* Material supplied

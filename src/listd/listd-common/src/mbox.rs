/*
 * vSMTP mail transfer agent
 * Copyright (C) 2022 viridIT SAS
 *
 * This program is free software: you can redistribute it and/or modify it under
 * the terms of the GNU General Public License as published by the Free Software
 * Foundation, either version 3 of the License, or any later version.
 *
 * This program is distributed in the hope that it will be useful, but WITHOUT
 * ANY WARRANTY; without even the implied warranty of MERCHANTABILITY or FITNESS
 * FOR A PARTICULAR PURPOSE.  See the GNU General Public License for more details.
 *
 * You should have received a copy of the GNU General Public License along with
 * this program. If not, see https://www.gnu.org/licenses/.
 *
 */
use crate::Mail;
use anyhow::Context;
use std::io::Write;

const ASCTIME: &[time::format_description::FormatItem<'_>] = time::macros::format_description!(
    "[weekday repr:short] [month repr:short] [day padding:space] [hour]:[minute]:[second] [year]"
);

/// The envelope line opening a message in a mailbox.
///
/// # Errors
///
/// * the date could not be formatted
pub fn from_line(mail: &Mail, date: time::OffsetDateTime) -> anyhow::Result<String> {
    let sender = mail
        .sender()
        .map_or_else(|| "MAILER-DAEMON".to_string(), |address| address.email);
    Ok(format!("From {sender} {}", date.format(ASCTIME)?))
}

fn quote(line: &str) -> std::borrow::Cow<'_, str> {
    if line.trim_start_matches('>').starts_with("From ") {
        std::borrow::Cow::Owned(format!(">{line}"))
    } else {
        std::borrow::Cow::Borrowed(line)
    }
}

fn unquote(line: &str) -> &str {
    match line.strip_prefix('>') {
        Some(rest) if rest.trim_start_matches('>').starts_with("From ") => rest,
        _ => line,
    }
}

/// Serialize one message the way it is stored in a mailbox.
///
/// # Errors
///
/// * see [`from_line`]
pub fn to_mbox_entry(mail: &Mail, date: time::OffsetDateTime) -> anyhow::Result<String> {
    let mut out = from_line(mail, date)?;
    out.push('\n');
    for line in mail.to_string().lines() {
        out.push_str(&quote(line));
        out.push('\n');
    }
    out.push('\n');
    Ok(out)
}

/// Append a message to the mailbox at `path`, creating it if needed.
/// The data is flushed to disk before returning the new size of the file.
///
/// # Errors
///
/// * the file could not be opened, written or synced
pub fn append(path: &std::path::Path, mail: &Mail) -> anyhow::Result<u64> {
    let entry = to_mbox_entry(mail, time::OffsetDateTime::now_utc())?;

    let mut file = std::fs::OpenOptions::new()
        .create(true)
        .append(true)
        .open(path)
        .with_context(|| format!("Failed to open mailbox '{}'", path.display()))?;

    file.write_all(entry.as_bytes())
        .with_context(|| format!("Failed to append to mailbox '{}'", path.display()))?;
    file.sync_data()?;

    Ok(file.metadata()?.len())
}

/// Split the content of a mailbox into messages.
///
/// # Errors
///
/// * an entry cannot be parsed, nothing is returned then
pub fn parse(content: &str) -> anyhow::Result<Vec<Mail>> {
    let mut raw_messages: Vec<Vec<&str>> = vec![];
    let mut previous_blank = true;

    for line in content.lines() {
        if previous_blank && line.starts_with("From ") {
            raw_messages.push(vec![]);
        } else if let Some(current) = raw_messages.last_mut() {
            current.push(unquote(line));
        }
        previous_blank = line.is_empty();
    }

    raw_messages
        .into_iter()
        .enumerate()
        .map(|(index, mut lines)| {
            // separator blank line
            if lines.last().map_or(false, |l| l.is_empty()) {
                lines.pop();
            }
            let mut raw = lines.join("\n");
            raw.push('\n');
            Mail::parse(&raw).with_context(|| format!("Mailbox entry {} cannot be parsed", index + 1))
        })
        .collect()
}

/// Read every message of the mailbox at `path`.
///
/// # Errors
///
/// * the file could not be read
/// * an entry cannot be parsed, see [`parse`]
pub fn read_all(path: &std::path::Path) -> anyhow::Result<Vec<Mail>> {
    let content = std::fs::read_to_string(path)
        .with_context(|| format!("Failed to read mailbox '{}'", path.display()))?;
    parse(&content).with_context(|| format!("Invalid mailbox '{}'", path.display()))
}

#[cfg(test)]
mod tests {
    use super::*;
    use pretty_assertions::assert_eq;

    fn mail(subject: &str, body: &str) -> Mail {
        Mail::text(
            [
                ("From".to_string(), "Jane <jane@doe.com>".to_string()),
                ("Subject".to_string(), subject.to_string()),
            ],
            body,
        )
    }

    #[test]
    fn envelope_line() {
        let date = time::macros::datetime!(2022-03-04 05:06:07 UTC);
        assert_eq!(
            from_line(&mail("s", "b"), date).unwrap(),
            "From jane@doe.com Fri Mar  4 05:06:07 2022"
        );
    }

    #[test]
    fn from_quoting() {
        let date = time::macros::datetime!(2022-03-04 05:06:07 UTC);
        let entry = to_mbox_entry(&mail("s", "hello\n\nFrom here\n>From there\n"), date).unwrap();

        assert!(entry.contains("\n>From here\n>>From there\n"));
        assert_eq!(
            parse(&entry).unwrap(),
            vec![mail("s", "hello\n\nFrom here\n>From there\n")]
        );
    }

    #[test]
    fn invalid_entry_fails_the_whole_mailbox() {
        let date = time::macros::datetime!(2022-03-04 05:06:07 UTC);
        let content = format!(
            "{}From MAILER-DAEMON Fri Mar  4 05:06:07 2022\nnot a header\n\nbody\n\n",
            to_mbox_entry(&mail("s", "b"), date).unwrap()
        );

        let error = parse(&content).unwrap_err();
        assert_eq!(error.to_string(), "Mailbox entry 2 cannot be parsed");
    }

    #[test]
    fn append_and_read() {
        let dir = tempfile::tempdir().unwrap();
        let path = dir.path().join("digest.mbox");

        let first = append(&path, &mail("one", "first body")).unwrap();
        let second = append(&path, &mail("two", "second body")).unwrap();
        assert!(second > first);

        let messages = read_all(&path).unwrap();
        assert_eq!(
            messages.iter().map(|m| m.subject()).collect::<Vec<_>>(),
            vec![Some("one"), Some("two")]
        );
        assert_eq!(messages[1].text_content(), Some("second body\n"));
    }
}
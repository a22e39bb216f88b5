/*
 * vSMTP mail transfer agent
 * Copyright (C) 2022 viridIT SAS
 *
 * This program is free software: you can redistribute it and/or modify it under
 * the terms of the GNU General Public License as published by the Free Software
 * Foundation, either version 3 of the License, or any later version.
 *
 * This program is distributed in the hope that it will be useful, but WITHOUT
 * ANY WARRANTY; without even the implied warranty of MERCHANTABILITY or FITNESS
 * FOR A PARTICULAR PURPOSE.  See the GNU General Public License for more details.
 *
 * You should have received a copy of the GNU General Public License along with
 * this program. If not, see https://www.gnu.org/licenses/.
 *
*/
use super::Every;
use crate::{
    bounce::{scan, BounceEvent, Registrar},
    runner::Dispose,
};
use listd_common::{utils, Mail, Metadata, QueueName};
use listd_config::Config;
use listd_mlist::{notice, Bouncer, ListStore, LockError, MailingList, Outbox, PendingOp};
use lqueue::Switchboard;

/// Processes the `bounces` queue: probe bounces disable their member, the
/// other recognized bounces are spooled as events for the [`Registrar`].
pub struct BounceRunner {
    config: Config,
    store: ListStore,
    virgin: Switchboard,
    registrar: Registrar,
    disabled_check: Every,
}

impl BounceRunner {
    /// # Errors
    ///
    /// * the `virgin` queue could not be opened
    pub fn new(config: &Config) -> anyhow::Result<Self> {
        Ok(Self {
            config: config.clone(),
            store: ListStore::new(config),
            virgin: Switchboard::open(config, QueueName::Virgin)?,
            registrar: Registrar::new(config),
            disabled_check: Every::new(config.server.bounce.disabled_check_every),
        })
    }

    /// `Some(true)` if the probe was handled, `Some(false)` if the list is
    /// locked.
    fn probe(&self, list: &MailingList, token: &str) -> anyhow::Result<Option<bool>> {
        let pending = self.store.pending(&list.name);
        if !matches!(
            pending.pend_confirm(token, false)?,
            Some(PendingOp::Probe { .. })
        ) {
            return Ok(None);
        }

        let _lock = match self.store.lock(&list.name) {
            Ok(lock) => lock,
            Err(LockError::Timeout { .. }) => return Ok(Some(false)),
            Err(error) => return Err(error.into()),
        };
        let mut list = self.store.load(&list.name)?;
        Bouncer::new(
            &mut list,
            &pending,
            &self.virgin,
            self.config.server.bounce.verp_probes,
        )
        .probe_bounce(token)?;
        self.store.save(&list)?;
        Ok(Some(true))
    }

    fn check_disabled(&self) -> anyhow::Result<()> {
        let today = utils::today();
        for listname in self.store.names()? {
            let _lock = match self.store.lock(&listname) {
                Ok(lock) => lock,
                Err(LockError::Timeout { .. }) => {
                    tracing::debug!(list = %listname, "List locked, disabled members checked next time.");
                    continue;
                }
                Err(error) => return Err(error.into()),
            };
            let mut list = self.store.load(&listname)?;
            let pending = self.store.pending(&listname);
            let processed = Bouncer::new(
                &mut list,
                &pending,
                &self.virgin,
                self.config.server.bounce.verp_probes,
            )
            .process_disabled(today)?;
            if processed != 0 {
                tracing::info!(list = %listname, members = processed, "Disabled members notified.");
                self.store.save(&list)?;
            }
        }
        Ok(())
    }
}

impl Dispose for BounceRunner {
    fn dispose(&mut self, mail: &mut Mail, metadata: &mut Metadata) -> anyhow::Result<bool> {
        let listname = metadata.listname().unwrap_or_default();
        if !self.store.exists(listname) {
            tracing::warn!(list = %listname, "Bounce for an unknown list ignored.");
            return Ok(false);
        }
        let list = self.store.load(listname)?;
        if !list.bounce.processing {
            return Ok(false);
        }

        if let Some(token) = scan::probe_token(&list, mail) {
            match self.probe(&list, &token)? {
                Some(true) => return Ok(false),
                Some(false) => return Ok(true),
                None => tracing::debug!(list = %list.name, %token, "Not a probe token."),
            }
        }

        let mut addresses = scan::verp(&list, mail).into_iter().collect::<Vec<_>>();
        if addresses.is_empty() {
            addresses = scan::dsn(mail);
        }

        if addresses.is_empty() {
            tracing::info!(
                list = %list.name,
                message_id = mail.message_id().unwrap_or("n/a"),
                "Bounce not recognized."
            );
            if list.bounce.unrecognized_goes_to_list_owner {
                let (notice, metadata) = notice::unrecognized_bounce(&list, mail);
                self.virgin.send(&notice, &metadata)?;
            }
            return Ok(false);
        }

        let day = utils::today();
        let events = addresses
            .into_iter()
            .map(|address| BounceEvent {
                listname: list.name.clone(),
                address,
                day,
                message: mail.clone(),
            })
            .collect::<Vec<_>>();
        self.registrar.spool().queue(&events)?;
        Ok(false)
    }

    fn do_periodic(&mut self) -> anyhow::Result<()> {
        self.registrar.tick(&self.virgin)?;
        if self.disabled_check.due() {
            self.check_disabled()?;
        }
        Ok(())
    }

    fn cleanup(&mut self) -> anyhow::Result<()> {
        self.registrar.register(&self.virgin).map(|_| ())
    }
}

* Task directions
Word for word, restate the lines of the listing above starting at the line with "Ok(file.metadata()?.len())" and ending at the line with "for line in content.lines()", and nothing outside them.

* Exercise output
    Ok(file.metadata()?.len())
}

/// Split the content of a mailbox into messages.
///
/// # Errors
///
/// * an entry cannot be parsed, nothing is returned then
pub fn parse(content: &str) -> anyhow::Result<Vec<Mail>> {
    let mut raw_messages: Vec<Vec<&str>> = vec![];
    let mut previous_blank = true;

    for line in content.lines() {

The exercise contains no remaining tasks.